[Saved entries]
^^^^^^^^

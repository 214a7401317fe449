use std::sync::Arc;
use std::time::Duration;
use serenity::all::{ChannelId, ChannelType, GuildId, Http, Mentionable, RoleId};
use tokio::sync::Mutex;
use tokio::time::{self, MissedTickBehavior};
use tracing::{error, info};
use crate::models::config::Config;
use crate::services::channel_history::DiscordChannel;
use crate::services::competition_source::CompetitionSource;
use crate::services::competition_sync::{run_exclusive, SyncError, SyncOptions, SyncReport};

pub struct FeedTarget {
    pub channel: DiscordChannel,
    pub mention: String
}

/// Picks the configured ping role and updates channel out of what the guild
/// has. Only plain text channels are accepted.
pub fn select_target(
    guild_id: GuildId,
    role_ids: impl IntoIterator<Item = RoleId>,
    channels: impl IntoIterator<Item = (ChannelId, ChannelType)>,
    config: &Config
) -> Result<(ChannelId, RoleId), SyncError> {
    let role_id = config.roles.competition_ping;
    if !role_ids.into_iter().any(|o| o == role_id) {
        return Err(SyncError::ChannelResolution(format!("role {role_id} in guild {guild_id}")));
    }

    let channel_id = config.channels.competition_updates;
    match channels.into_iter().find(|(id, _)| *id == channel_id) {
        Some((_, ChannelType::Text)) => Ok((channel_id, role_id)),
        Some((_, kind)) => Err(SyncError::ChannelResolution(format!("channel {channel_id} in guild {guild_id} is not a text channel ({})", kind.name()))),
        None => Err(SyncError::ChannelResolution(format!("channel {channel_id} in guild {guild_id}")))
    }
}

/// Looks up the configured guild, updates channel and ping role. Any of them
/// missing means there is nowhere to post this cycle.
pub async fn resolve_target(http: &Arc<Http>, config: &Config) -> Result<FeedTarget, SyncError> {
    let guild = config.guild_id.to_partial_guild(http).await
        .map_err(|ex| SyncError::ChannelResolution(format!("guild {}: {}", config.guild_id, ex)))?;

    let channels = guild.id.channels(http).await
        .map_err(|ex| SyncError::ChannelResolution(format!("channels of guild {}: {}", guild.id, ex)))?;

    let (channel_id, role_id) = select_target(
        guild.id,
        guild.roles.keys().copied(),
        channels.values().map(|o| (o.id, o.kind)),
        config
    )?;

    Ok(FeedTarget {
        channel: DiscordChannel::new(http.clone(), channel_id),
        mention: role_id.mention().to_string()
    })
}

/// One cycle against the configured channel. `lock` is shared by every caller
/// so the hourly run and a manual refresh never overlap.
pub async fn run_once<S>(http: &Arc<Http>, config: &Config, source: &S, lock: &Mutex<()>) -> Result<SyncReport, SyncError>
where
    S: CompetitionSource + Sync
{
    let target = resolve_target(http, config).await?;
    let options = SyncOptions {
        edit_ended_in_place: config.competition_feed.edit_ended_in_place
    };

    run_exclusive(lock, source, &target.channel, &target.mention, options).await
}

pub async fn competition_feed<S>(http: Arc<Http>, config: Arc<Config>, source: Arc<S>, lock: Arc<Mutex<()>>)
where
    S: CompetitionSource + Send + Sync
{
    let period = Duration::from_secs(config.competition_feed.interval_minutes.max(1) * 60);
    let mut interval = time::interval(period);
    interval.set_missed_tick_behavior(MissedTickBehavior::Delay);

    info!("Posting competition updates every {} minutes", period.as_secs() / 60);

    loop {
        interval.tick().await;

        match run_once(&http, &config, source.as_ref(), &lock).await {
            Ok(report) => {
                info!("Competition update finished: {} upcoming, {} started, {} ended, {} failed",
                    report.upcoming, report.in_progress, report.ended, report.failed);
            }
            Err(ex) => {
                error!("Skipping competition update: {}", ex);
            }
        }
    }
}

^^^^^^^^

TASK:
The data must be given again in full. Keep every line identical.

SOLUTION TO THIS TASK:
repository 214a7401317fe449
use std::sync::Arc;
use std::time::Duration;
use serenity::all::{ChannelId, ChannelType, GuildId, Http, Mentionable, RoleId};
use tokio::sync::Mutex;
use tokio::time::{self, MissedTickBehavior};
use tracing::{error, info};
use crate::models::config::Config;
use crate::services::channel_history::DiscordChannel;
use crate::services::competition_source::CompetitionSource;
use crate::services::competition_sync::{run_exclusive, SyncError, SyncOptions, SyncReport};

pub struct FeedTarget {
    pub channel: DiscordChannel,
    pub mention: String
}

/// Picks the configured ping role and updates channel out of what the guild
/// has. Only plain text channels are accepted.
pub fn select_target(
    guild_id: GuildId,
    role_ids: impl IntoIterator<Item = RoleId>,
    channels: impl IntoIterator<Item = (ChannelId, ChannelType)>,
    config: &Config
) -> Result<(ChannelId, RoleId), SyncError> {
    let role_id = config.roles.competition_ping;
    if !role_ids.into_iter().any(|o| o == role_id) {
        return Err(SyncError::ChannelResolution(format!("role {role_id} in guild {guild_id}")));
    }

    let channel_id = config.channels.competition_updates;
    match channels.into_iter().find(|(id, _)| *id == channel_id) {
        Some((_, ChannelType::Text)) => Ok((channel_id, role_id)),
        Some((_, kind)) => Err(SyncError::ChannelResolution(format!("channel {channel_id} in guild {guild_id} is not a text channel ({})", kind.name()))),
        None => Err(SyncError::ChannelResolution(format!("channel {channel_id} in guild {guild_id}")))
    }
}

/// Looks up the configured guild, updates channel and ping role. Any of them
/// missing means there is nowhere to post this cycle.
pub async fn resolve_target(http: &Arc<Http>, config: &Config) -> Result<FeedTarget, SyncError> {
    let guild = config.guild_id.to_partial_guild(http).await
        .map_err(|ex| SyncError::ChannelResolution(format!("guild {}: {}", config.guild_id, ex)))?;

    let channels = guild.id.channels(http).await
        .map_err(|ex| SyncError::ChannelResolution(format!("channels of guild {}: {}", guild.id, ex)))?;

    let (channel_id, role_id) = select_target(
        guild.id,
        guild.roles.keys().copied(),
        channels.values().map(|o| (o.id, o.kind)),
        config
    )?;

    Ok(FeedTarget {
        channel: DiscordChannel::new(http.clone(), channel_id),
        mention: role_id.mention().to_string()
    })
}

/// One cycle against the configured channel. `lock` is shared by every caller
/// so the hourly run and a manual refresh never overlap.
pub async fn run_once<S>(http: &Arc<Http>, config: &Config, source: &S, lock: &Mutex<()>) -> Result<SyncReport, SyncError>
where
    S: CompetitionSource + Sync
{
    let target = resolve_target(http, config).await?;
    let options = SyncOptions {
        edit_ended_in_place: config.competition_feed.edit_ended_in_place
    };

    run_exclusive(lock, source, &target.channel, &target.mention, options).await
}

pub async fn competition_feed<S>(http: Arc<Http>, config: Arc<Config>, source: Arc<S>, lock: Arc<Mutex<()>>)
where
    S: CompetitionSource + Send + Sync
{
    let period = Duration::from_secs(config.competition_feed.interval_minutes.max(1) * 60);
    let mut interval = time::interval(period);
    interval.set_missed_tick_behavior(MissedTickBehavior::Delay);

    info!("Posting competition updates every {} minutes", period.as_secs() / 60);

    loop {
        interval.tick().await;

        match run_once(&http, &config, source.as_ref(), &lock).await {
            Ok(report) => {
                info!("Competition update finished: {} upcoming, {} started, {} ended, {} failed",
                    report.upcoming, report.in_progress, report.ended, report.failed);
            }
            Err(ex) => {
                error!("Skipping competition update: {}", ex);
            }
        }
    }
}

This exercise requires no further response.